VIENNA (Reuters) - Iran has blocked a U.N. inquiry into whether it researched ways to make a nuclear bomb, the U.N. nuclear watchdog said on Monday, as Britain said it would push hard for tougher sanctions against Tehran.
A confidential IAEA report said Iran had raised the number of centrifuges enriching uranium by 500 to 3,820 since May and was stepping up development of an advanced model able to refine nuclear fuel 2-3 times faster, in defiance of U.N. resolutions.
But a senior U.N. official familiar with the International Atomic Energy Agency findings said Iran seemed a good two years away from enriching enough uranium for an atomic weapon, if it eventually chose to do so.
Iran denies its nuclear work is aimed at developing a bomb.
“On the issue of possible military dimensions to Iran’s nuclear programme, we have arrived at a gridlock. Without Iran’s assistance and cooperation, we cannot move forward,” said a second senior U.N. official.
Iran blamed the IAEA for the impasse. A senior Iranian official, who declined to be named, called on the IAEA to change its approach and work in a “legal and logical” manner.
Britain accused Iran of showing “contempt for the IAEA by continuing to refuse to respond” to IAEA Director Mohamed ElBaradei’s serious concerns about possible covert bomb work.
“We will therefore push hard for further U.N. sanctions in the coming weeks,” a British Foreign Office statement said.
Iran has withstood limited sanctions imposed so far and may count on Russia, at odds with Western powers over Georgia, to hold up harsh action by the U.N. Security Council, analysts say.
DEBATING THE REPORT
The IAEA report will be debated by the body’s 35-nation board of governors at talks starting on Sept 22, with the possibility Western powers might seek a resolution against Iran.
Iran had stockpiled 480 kg (1,050 pounds) of low-enriched uranium so far, the report by the Vienna-based IAEA said.
It would need 1,700 kg (3,740 pounds) to convert into high-enriched uranium (HEU) for fuelling an atom bomb, said U.N. officials who spoke on condition of anonymity.
“That would be a significant quantity, one unit of HEU, and would take on the order of two years,” said one official.
Still, the report showed Iran had markedly accelerated its pace of enrichment, with centrifuges now running at around 85 percent capacity compared with 50 percent in May, U.S. nuclear analyst David Albright said in a commentary.
Iran appeared to have largely overcome a high rate of centrifuge breakdown that seriously restricted output, he said.
“Iran is making significant progress in developing and operating its centrifuges,” said Albright.
Washington says it wants a diplomatic solution to the nuclear standoff but has not ruled out military action as a last resort. Iran, the No. 4 oil exporter, says its nuclear programme is a peaceful drive for an alternative source of electricity.

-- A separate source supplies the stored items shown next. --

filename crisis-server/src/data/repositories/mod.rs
pub(crate) mod postgres;
use async_trait::async_trait;

use crate::domain::comment::{Comment, CommentFilter};
use crate::domain::error::DomainError;

#[derive(Debug, Clone)]
pub(crate) struct NewComment {
    pub(crate) content: String,
    pub(crate) event: i64,
    pub(crate) author_id: i64,
}

#[derive(Debug, Clone)]
pub(crate) struct CommentPatch {
    pub(crate) content: String,
    pub(crate) event: Option<i64>,
}

#[async_trait]
pub(crate) trait CommentRepository: Send + Sync {
    async fn create_comment(&self, input: NewComment) -> Result<Comment, DomainError>;
    async fn get_comment(&self, id: i64) -> Result<Option<Comment>, DomainError>;
    async fn update_comment_owned(
        &self,
        comment_id: i64,
        owner_id: i64,
        patch: CommentPatch,
    ) -> Result<Option<Comment>, DomainError>;
    async fn delete_comment(&self, id: i64) -> Result<bool, DomainError>;
    /// Newest first.
    async fn list_comments(&self, filter: CommentFilter) -> Result<Vec<Comment>, DomainError>;
}
use std::time::Duration;

use anyhow::{Context, Result};
use sqlx::PgPool;
use sqlx::postgres::PgPoolOptions;
use tracing::info;

pub async fn create_pool(database_url: &str) -> Result<PgPool> {
    let pool = PgPoolOptions::new()
        .max_connections(10)
        .acquire_timeout(Duration::from_secs(5))
        .connect(database_url)
        .await
        .context("failed to connect to postgres")?;

    Ok(pool)
}

pub async fn run_migrations(pool: &PgPool) -> Result<()> {
    sqlx::migrate!("./migrations")
        .run(pool)
        .await
        .context("failed to run database migrations")?;

    info!("database migrations applied");
    Ok(())
}

pub async fn ping(pool: &PgPool) -> bool {
    sqlx::query("SELECT 1").execute(pool).await.is_ok()
}
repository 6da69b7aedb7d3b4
use tracing::info;

use crate::data::comment_repository::{CommentPatch, CommentRepository, NewComment};
use crate::domain::comment::{Comment, CommentFilter, CreateCommentRequest, UpdateCommentRequest};
use crate::domain::error::DomainError;

pub(crate) struct CommentService<R: CommentRepository> {
    repo: R,
}

impl<R: CommentRepository> CommentService<R> {
    pub(crate) fn new(repo: R) -> Self {
        Self { repo }
    }

    pub(crate) async fn list_comments(
        &self,
        filter: CommentFilter,
    ) -> Result<Vec<Comment>, DomainError> {
        self.repo.list_comments(filter).await
    }

    /// The author is always the caller, never taken from the request body.
    pub(crate) async fn create_comment(
        &self,
        author_id: i64,
        req: CreateCommentRequest,
    ) -> Result<Comment, DomainError> {
        let req = req.validate()?;

        let comment = self
            .repo
            .create_comment(NewComment {
                content: req.content,
                event: req.event,
                author_id,
            })
            .await?;

        info!(comment_id = comment.id, event = comment.event, "comment created");
        Ok(comment)
    }

    pub(crate) async fn get_comment(&self, id: i64) -> Result<Comment, DomainError> {
        self.repo
            .get_comment(id)
            .await?
            .ok_or_else(|| DomainError::NotFound(format!("comment id: {id}")))
    }

    pub(crate) async fn update_comment(
        &self,
        actor_user_id: i64,
        comment_id: i64,
        req: UpdateCommentRequest,
    ) -> Result<Comment, DomainError> {
        let req = req.validate()?;
        self.ensure_author(actor_user_id, comment_id).await?;

        let patch = CommentPatch {
            content: req.content,
            event: req.event,
        };
        // update_comment_owned повторно проверяет автора на уровне SQL
        self.repo
            .update_comment_owned(comment_id, actor_user_id, patch)
            .await?
            .ok_or_else(|| DomainError::NotFound(format!("comment id: {comment_id}")))
    }

    pub(crate) async fn delete_comment(
        &self,
        actor_user_id: i64,
        comment_id: i64,
    ) -> Result<(), DomainError> {
        self.ensure_author(actor_user_id, comment_id).await?;

        let deleted = self.repo.delete_comment(comment_id).await?;
        if !deleted {
            return Err(DomainError::NotFound(format!("comment id: {comment_id}")));
        }
        Ok(())
    }

    async fn ensure_author(&self, actor_user_id: i64, comment_id: i64) -> Result<(), DomainError> {
        let comment = self.get_comment(comment_id).await?;
        if comment.author_id != actor_user_id {
            return Err(DomainError::Forbidden);
        }
        Ok(())
    }
}
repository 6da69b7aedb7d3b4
use axum::Router;
use tower_http::trace::{DefaultMakeSpan, DefaultOnResponse, TraceLayer};
use tracing::Level;

pub(crate) fn apply_trace(router: Router) -> Router {
    router.layer(
        TraceLayer::new_for_http()
            .make_span_with(DefaultMakeSpan::new().level(Level::INFO))
            .on_response(DefaultOnResponse::new().level(Level::INFO)),
    )
}
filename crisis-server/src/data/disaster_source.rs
use async_trait::async_trait;
use thiserror::Error;

use crate::domain::disaster::DisasterWindow;

#[derive(Debug, Error)]
pub(crate) enum UpstreamError {
    #[error("upstream transport failed: {0}")]
    Transport(String),

    #[error("upstream responded with status {0}")]
    Status(u16),

    #[error("upstream payload could not be decoded: {0}")]
    Decode(String),
}

/// Source of upstream disaster records.
#[async_trait]
pub(crate) trait DisasterSource: Send + Sync {
    /// Fetches the `limit` most recent records, newest first.
    async fn fetch_recent(&self, limit: u32) -> Result<DisasterWindow, UpstreamError>;

    /// Forwards arbitrary query parameters and returns the upstream body untouched.
    async fn search_raw(
        &self,
        params: Vec<(String, String)>,
    ) -> Result<serde_json::Value, UpstreamError>;
}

In its last report in May, the IAEA said Iran appeared to be withholding information needed to explain intelligence that it had linked projects to process uranium, test high explosives and modify a missile cone in a way suitable for a nuclear warhead.
ElBaradei called on Iran then for “full disclosure” -- namely, going beyond flat denials without providing access to sites, documentation or relevant officials for interviews to substantiate their stance.
The report said nothing to that end had been done by Iran, which has acknowledged some of the activity cited but said it was for conventional military purposes only.
“Regrettably the agency has not been able to make any substantial progress on the alleged (weaponization) studies and other associated key remaining issues which remain of serious concern,” the report said.
It said IAEA investigators had stressed to Iran that the intelligence documentation was detailed and consistent enough “that it needs to be taken seriously” by Iran.
But, in a nod to Iranian objections, U.N. officials said Iran was understandably worried about divulging information it felt could compromise its security as tensions fester between Iran and the United States and Israel.
They said another obstacle was the refusal of Western powers to let the IAEA provide Iran hard copies of the intelligence for perusal. Iran has said it has seen only electronic versions that could easily have been doctored.
Iran’s IAEA ambassador, Ali Asghar Soltanieh, told Reuters Tehran would not offer further explanations before “the agency delivers the documents to us”. He said IAEA demands went way beyond Iran’s legal obligations to cooperate and “we have done more than enough to explain these baseless allegations”.
The report said the IAEA was trying to break the deadlock by urging Iran to specify what information was wrong and what was right in its view, but Tehran had not responded so far.